I'd like to see to. Used to do alot of embroifery and cross stitch and needlepoint. Eyes won't let me do it any more. Miss counted cross stitch. Best I can do now is 7 mesh plastic canvas. Saw a book on annies attic I would like to have. It's got diffrent things with quilting motfs on them. Used to do some quilting also. Gonna hate it when vision is totally gone. Today is a bed day for eyes. Prolly cause cats woke me up too early again. Having trouble seeing screen and keyboard. And that's with special magnification software.


----------



## hennalady

Great!! I have tons of plastic canvas patterns and used to embroider a lot. My 1st husband still has the Levi Jacket I did for him LOL


----------



## mummsie

I keep having to change my "cheaters" to see. I've done so much sewing, quilting, and fine work, guess it's catching up. Many people are blessed with the special mag. software. Technology is wonderful even though it frustrates the %#&$ out of me.


----------



## mummsie

There use to be a group that swapped plastic canvas patterns on line. Think their still around. Maybe google it?


----------



## hennalady

mummsie said:


> I keep having to change my "cheaters" to see. I've done so much sewing, quilting, and fine work, guess it's catching up. Many people are blessed with the special mag. software. Technology is wonderful even though it frustrates the %#&$ out of me.


Have you tried the magnifying lights?? Awesome!! Swing arm and they have either desktop or clamp on. I paid about $10 for mine but you may find a used one or a lower price.


----------



## Angelsmom1

hennalady said:


> mummsie said:
> 
> 
> 
> I keep having to change my "cheaters" to see. I've done so much sewing, quilting, and fine work, guess it's catching up. Many people are blessed with the special mag. software. Technology is wonderful even though it frustrates the %#&$ out of me.
> 
> 
> 
> Have you tried the magnifying lights?? Awesome!! Swing arm and they have either desktop or clamp on. I paid about $10 for mine but you may find a used one or a lower price.
Click to expand...

Have one, but not strong enough now. I have an eye disease that will cause total blindness in a few more months.


----------



## hennalady

That is truly sad..... I wish I could come there and make it all better Jackie 


Angelsmom1 said:


> hennalady said:
> 
> 
> 
> 
> 
> mummsie said:
> 
> 
> 
> I keep having to change my "cheaters" to see. I've done so much sewing, quilting, and fine work, guess it's catching up. Many people are blessed with the special mag. software. Technology is wonderful even though it frustrates the %#&$ out of me.
> 
> 
> 
> Have you tried the magnifying lights?? Awesome!! Swing arm and they have either desktop or clamp on. I paid about $10 for mine but you may find a used one or a lower price.
> 
> Click to expand...
> 
> Have one, but not strong enough now. I have an eye disease that will cause total blindness in a few more months.
Click to expand...


----------



## Angelsmom1

I could hire you as my seeing eye person/dog, but you'd have to eat dog food.


----------



## hennalady

I prefer the cat food personally.....
Oh, and here is a link to a bunch of knit stitches!
http://knittingonthenet.com/stitches.htm


Angelsmom1 said:


> I could hire you as my seeing eye person/dog, but you'd have to eat dog food.


 :lol: :lol: :lol:


----------



## Angelsmom1

mummsie said:


> There use to be a group that swapped plastic canvas patterns on line. Think their still around. Maybe google it?

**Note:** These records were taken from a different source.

use std::collections::HashSet;

use futures::future::{join_all, BoxFuture};
use graphql_parser::query::{Directive, Field, Selection, TypeCondition};
use serde_json::{Map, Value};
use switchyard_common::{
  execute::{ExecutableSchema, OperationContext},
  graphql::{value_to_json, GraphQLError, GraphQLResponse, OperationKind, ParsedSelectionSet},
  interceptor::{FieldInfo, ResolverFuture},
};
use switchyard_config::StaticDataSourceConfig;

type ParsedField = Field<'static, String>;

/// Serves operations from a static JSON document.
///
/// Each field resolves to the value stored under its name in the parent object. Objects without a
/// `__typename` entry are named after the field that returned them.
#[derive(Debug)]
pub struct StaticDataSchema {
  config: StaticDataSourceConfig,
}

impl StaticDataSchema {
  pub fn new(config: StaticDataSourceConfig) -> Self {
    Self { config }
  }
}

#[async_trait::async_trait]
impl ExecutableSchema for StaticDataSchema {
  #[tracing::instrument(level = "debug", skip_all, name = "StaticDataSchema::execute")]
  async fn execute(&self, ctx: &OperationContext) -> GraphQLResponse {
    let kind = ctx.operation_kind();
    let (root, serial) = match kind {
      OperationKind::Query => (&self.config.data, false),
      OperationKind::Mutation => match &self.config.mutation {
        Some(mutation) => (mutation, true),
        None => return GraphQLResponse::new_error("mutations are not supported"),
      },
      OperationKind::Subscription => {
        return GraphQLResponse::new_error("subscriptions are not supported")
      }
    };

    let type_name = kind.root_type_name().to_string();
    let data = resolve_object(
      ctx,
      type_name.clone(),
      Some(type_name),
      root,
      vec![ctx.root_selection_set()],
      Vec::new(),
      Level::Root { serial },
    )
    .await;

    GraphQLResponse::new_data(data)
  }
}

#[derive(Debug, Clone, Copy)]
enum Level {
  Root { serial: bool },
  Nested,
}

fn resolve_object<'a: 'b, 'b>(
  ctx: &'a OperationContext,
  type_name: String,
  explicit_type: Option<String>,
  object: &'b Map<String, Value>,
  selection_sets: Vec<&'a ParsedSelectionSet>,
  path: Vec<Value>,
  level: Level,
) -> BoxFuture<'b, Value> {
  Box::pin(async move {
    let mut fields = Vec::new();
    let mut visited = HashSet::new();
    for selection_set in selection_sets {
      collect_fields(
        ctx,
        explicit_type.as_deref(),
        selection_set,
        &mut fields,
        &mut visited,
      );
    }

    let type_name: &str = &type_name;
    let (root, serial) = match level {
      Level::Root { serial } => (true, serial),
      Level::Nested => (false, false),
    };

    let entries: Vec<(String, Value)> = if serial {
      let mut entries = Vec::with_capacity(fields.len());
      for (response_key, group) in fields {
        let field_path = child_path(&path, &response_key);
        let entry =
          resolve_field(ctx, type_name, object, response_key, group, field_path, root).await;
        entries.push(entry);
      }

      entries
    } else {
      join_all(fields.into_iter().map(|(response_key, group)| {
        let field_path = child_path(&path, &response_key);
        resolve_field(ctx, type_name, object, response_key, group, field_path, root)
      }))
      .await
    };

    Value::Object(entries.into_iter().collect())
  })
}

fn child_path(path: &[Value], segment: &str) -> Vec<Value> {
  let mut child = path.to_vec();
  child.push(Value::String(segment.to_string()));
  child
}

async fn resolve_field<'a>(
  ctx: &'a OperationContext,
  parent_type: &'a str,
  object: &'a Map<String, Value>,
  response_key: String,
  group: Vec<&'a ParsedField>,
  path: Vec<Value>,
  root: bool,
) -> (String, Value) {
  let field = match group.first() {
    Some(field) => *field,
    None => return (response_key, Value::Null),
  };

  if field.name == "__typename" {
    return (response_key, Value::String(parent_type.to_string()));
  }

  let info = FieldInfo {
    path,
    parent_type: parent_type.to_string(),
    field_name: field.name.clone(),
    response_key,
    arguments: field
      .arguments
      .iter()
      .map(|(name, value)| (name.clone(), value_to_json(value, ctx.variables())))
      .collect(),
  };

  let resolver: ResolverFuture<'_> = Box::pin(async move {
    Ok(object.get(&field.name).cloned().unwrap_or(Value::Null))
  });

  let result = match root {
    true => ctx.resolve_root_field(&info, resolver).await,
    false => ctx.resolve_field(&info, resolver).await,
  };

  let value = match result {
    Ok(value) => {
      let selection_sets: Vec<_> = group
        .iter()
        .map(|field| &field.selection_set)
        .filter(|selection_set| !selection_set.items.is_empty())
        .collect();

      complete_value(ctx, &field.name, value, selection_sets, info.path.clone()).await
    }
    Err(error) => {
      ctx.request().add_error(error.with_path(info.path.clone()));
      Value::Null
    }
  };

  (info.response_key, value)
}

fn complete_value<'a>(
  ctx: &'a OperationContext,
  field_name: &'a str,
  value: Value,
  selection_sets: Vec<&'a ParsedSelectionSet>,
  path: Vec<Value>,
) -> BoxFuture<'a, Value> {
  Box::pin(async move {
    if selection_sets.is_empty() {
      return value;
    }

    match value {
      Value::Null => Value::Null,
      Value::Object(object) => {
        let explicit_type = object
          .get("__typename")
          .and_then(Value::as_str)
          .map(str::to_string);
        let type_name = explicit_type
          .clone()
          .unwrap_or_else(|| default_type_name(field_name));

        resolve_object(
          ctx,
          type_name,
          explicit_type,
          &object,
          selection_sets,
          path,
          Level::Nested,
        )
        .await
      }
      Value::Array(items) => {
        let items = items.into_iter().enumerate().map(|(index, item)| {
          let mut item_path = path.clone();
          item_path.push(Value::from(index));
          complete_value(ctx, field_name, item, selection_sets.clone(), item_path)
        });

        Value::Array(join_all(items).await)
      }
      _ => {
        ctx.request().add_error(
          GraphQLError::new(&format!(
            "field \"{}\" returned a leaf value but has a selection set",
            field_name
          ))
          .with_path(path),
        );

        Value::Null
      }
    }
  })
}

fn default_type_name(field_name: &str) -> String {
  let mut chars = field_name.chars();
  match chars.next() {
    Some(first) => first.to_uppercase().chain(chars).collect(),
    None => String::new(),
  }
}

/// Flattens a selection set into its fields, grouped by response key in selection order.
fn collect_fields<'a>(
  ctx: &'a OperationContext,
  explicit_type: Option<&str>,
  selection_set: &'a ParsedSelectionSet,
  fields: &mut Vec<(String, Vec<&'a ParsedField>)>,
  visited: &mut HashSet<&'a str>,
) {
  for selection in selection_set.items.iter() {
    match selection {
      Selection::Field(field) => {
        if !should_include(&field.directives, ctx) {
          continue;
        }

        let response_key = field.alias.as_ref().unwrap_or(&field.name);
        match fields.iter_mut().find(|(key, _)| key == response_key) {
          Some((_, group)) => group.push(field),
          None => fields.push((response_key.clone(), vec![field])),
        }
      }
      Selection::InlineFragment(inline) => {
        if should_include(&inline.directives, ctx)
          && type_condition_matches(inline.type_condition.as_ref(), explicit_type)
        {
          collect_fields(ctx, explicit_type, &inline.selection_set, fields, visited);
        }
      }
      Selection::FragmentSpread(spread) => {
        if !should_include(&spread.directives, ctx) || !visited.insert(&spread.fragment_name) {
          continue;
        }

        if let Some(fragment) = ctx.fragment(&spread.fragment_name) {
          if type_condition_matches(Some(&fragment.type_condition), explicit_type) {
            collect_fields(ctx, explicit_type, &fragment.selection_set, fields, visited);
          }
        }
      }
    }
  }
}

fn type_condition_matches(
  condition: Option<&TypeCondition<'static, String>>,
  explicit_type: Option<&str>,
) -> bool {
  match (condition, explicit_type) {
    (Some(TypeCondition::On(condition)), Some(explicit_type)) => condition == explicit_type,
    _ => true,
  }
}

fn should_include(directives: &[Directive<'static, String>], ctx: &OperationContext) -> bool {
  directives.iter().all(|directive| {
    let condition = directive
      .arguments
      .iter()
      .find(|(name, _)| name == "if")
      .map(|(_, value)| value_to_json(value, ctx.variables()));

    !matches!(
      (directive.name.as_str(), condition),
      ("skip", Some(Value::Bool(true))) | ("include", Some(Value::Bool(false)))
    )
  })
}

#[cfg(test)]
mod tests {
  use std::sync::{Arc, Mutex};

  use serde_json::json;
  use switchyard_common::{
    execute::RequestExecutionContext,
    graphql::{parse_graphql_operation, RawParams},
    interceptor::{FieldInterceptor, FieldMiddleware, FieldNext},
  };

  use super::*;

  #[derive(Debug, Default)]
  struct PathRecorder {
    paths: Mutex<Vec<Value>>,
  }

  #[async_trait::async_trait]
  impl FieldInterceptor for PathRecorder {
    async fn intercept_field<'a>(
      &self,
      _ctx: &'a OperationContext,
      field: &'a FieldInfo,
      next: FieldNext<'a>,
    ) -> Result<Value, GraphQLError> {
      self.paths.lock().unwrap().push(Value::Array(field.path.clone()));
      if field.field_name == "secret" {
        return Err(GraphQLError::new("forbidden"));
      }

      next.run().await
    }
  }

  fn schema() -> StaticDataSchema {
    StaticDataSchema::new(StaticDataSourceConfig {
      data: json!({
        "name": "test",
        "me": { "__typename": "User", "name": "Ada", "secret": "s3cr3t" },
        "users": [{ "name": "Ada", "email": "ada@example.com" }, { "name": "Grace", "email": null }]
      })
      .as_object()
      .cloned()
      .unwrap(),
      mutation: Some(json!({ "rename": true }).as_object().cloned().unwrap()),
    })
  }

  async fn execute_with(
    params: RawParams,
    middleware: FieldMiddleware,
  ) -> (GraphQLResponse, Arc<RequestExecutionContext>) {
    let request = Arc::new(RequestExecutionContext::new());
    let document = Arc::new(parse_graphql_operation(params.query.as_deref().unwrap()).unwrap());
    let ctx = OperationContext::new(request.clone(), params, document, middleware).unwrap();

    (schema().execute(&ctx).await, request)
  }

  async fn execute(query: &str) -> (GraphQLResponse, Arc<RequestExecutionContext>) {
    execute_with(RawParams::new(query), FieldMiddleware::default()).await
  }

  #[tokio::test]
  async fn resolves_fields_and_aliases() {
    let (response, _) = execute("{ name alias: name __typename me { __typename name } }").await;

    assert_eq!(
      response.data,
      Some(json!({
        "name": "test",
        "alias": "test",
        "__typename": "Query",
        "me": { "__typename": "User", "name": "Ada" }
      }))
    );
  }

  #[tokio::test]
  async fn resolves_lists_and_fragments() {
    let (response, _) = execute(
      "{ users { ...UserFields } missing } fragment UserFields on Users { name ... on Users { email } }",
    )
    .await;

    assert_eq!(
      response.data,
      Some(json!({
        "users": [
          { "name": "Ada", "email": "ada@example.com" },
          { "name": "Grace", "email": null }
        ],
        "missing": null
      }))
    );
  }

  #[tokio::test]
  async fn honors_skip_and_include() {
    let mut params = RawParams::new("query ($skip: Boolean!) { name @skip(if: $skip) me @include(if: false) { name } users { name } }");
    params.variables.insert("skip".to_string(), json!(true));

    let (response, _) = execute_with(params, FieldMiddleware::default()).await;

    assert_eq!(
      response.data,
      Some(json!({ "users": [{ "name": "Ada" }, { "name": "Grace" }] }))
    );
  }

  #[tokio::test]
  async fn field_errors_become_null_with_path() {
    let recorder = Arc::new(PathRecorder::default());
    let mut middleware = FieldMiddleware::default();
    middleware.push_field_interceptor(recorder.clone());

    let (response, request) =
      execute_with(RawParams::new("{ me { name secret } users { name } }"), middleware).await;

    assert_eq!(
      response.data,
      Some(json!({
        "me": { "name": "Ada", "secret": null },
        "users": [{ "name": "Ada" }, { "name": "Grace" }]
      }))
    );

    let errors = request.take_errors();
    assert_eq!(errors.len(), 1);
    assert_eq!(errors[0].message, "forbidden");
    assert_eq!(errors[0].path, Some(vec![json!("me"), json!("secret")]));

    let paths = recorder.paths.lock().unwrap();
    assert_eq!(paths.len(), 6);
    assert!(paths.contains(&json!(["users", 1, "name"])));
  }

  #[tokio::test]
  async fn mutations_and_subscriptions() {
    let (response, _) = execute("mutation { rename __typename }").await;
    assert_eq!(
      response.data,
      Some(json!({ "rename": true, "__typename": "Mutation" }))
    );

    let (response, _) = execute("subscription { name }").await;
    assert_eq!(
      response,
      GraphQLResponse::new_error("subscriptions are not supported")
    );
  }

  #[tokio::test]
  async fn reports_selections_on_leaf_values() {
    let (response, request) = execute("{ name { length } }").await;

    assert_eq!(response.data, Some(json!({ "name": null })));
    assert_eq!(request.errors()[0].path, Some(vec![json!("name")]));
  }
}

I don't have that many patterns, but would like to see that group. Try to google it. Thanks


----------



## mummsie

Jackie,so sorry to hear your outcome. I had a relative with the same condition. If I were a fairy Godmother I would take all the pain and ugliness away in life. 

Hippy Chick, I will investigate the mag lense. I just assumed they were expensive. Doesn't it get in the way of your hands beading?? I do alot of bead work on my art quilts.


----------



## mummsie

hennalady
Oh said:


> http://knittingonthenet.com/stitches[/URL].htm]
> 
> I see smoke rising in the western sky as you burn up your search engine


----------



## mummsie

hennalady said:


> Great!! I have tons of plastic canvas patterns and used to embroider a lot. My 1st husband still has the Levi Jacket I did for him LOL


My ex is still wearing my footprint on his rump from when I threw him out  :thumbup: :thumbup:


----------



## hennalady

I found you a great one!!!!
http://www.stitchingthenightaway.com/page/3/
And a free one I plan to adapt to knit...
http://www.stitchingthenightaway.com/FreePatterns/RetroPeaceFreeCrossStitchPattern.pdf


mummsie said:


> So what are you working on today????
> 
> I'm getting ready for a needle painting course. (embroidery)
> I got frustrated with the yarn. Frogging as much as I worked up. I started joining my squares to see what it looked like. I want to put a granny rectangle on 2 ends to balance it out. Trying to find close stitsh patterns with some bumpy, lumpies for "baby kitty" Mr. Wiggins. Guess I'm being picky then get frustrated and have to leave it alone for a bit. I do alot of needlework. How many squares do you have so far??


----------



## hennalady

mummsie said:


> Jackie,so sorry to hear your outcome. I had a relative with the same condition. If I were a fairy Godmother I would take all the pain and ugliness away in life.
> 
> Hippy Chick, I will investigate the mag lense. I just assumed they were expensive. Doesn't it get in the way of your hands beading?? I do alot of bead work on my art quilts.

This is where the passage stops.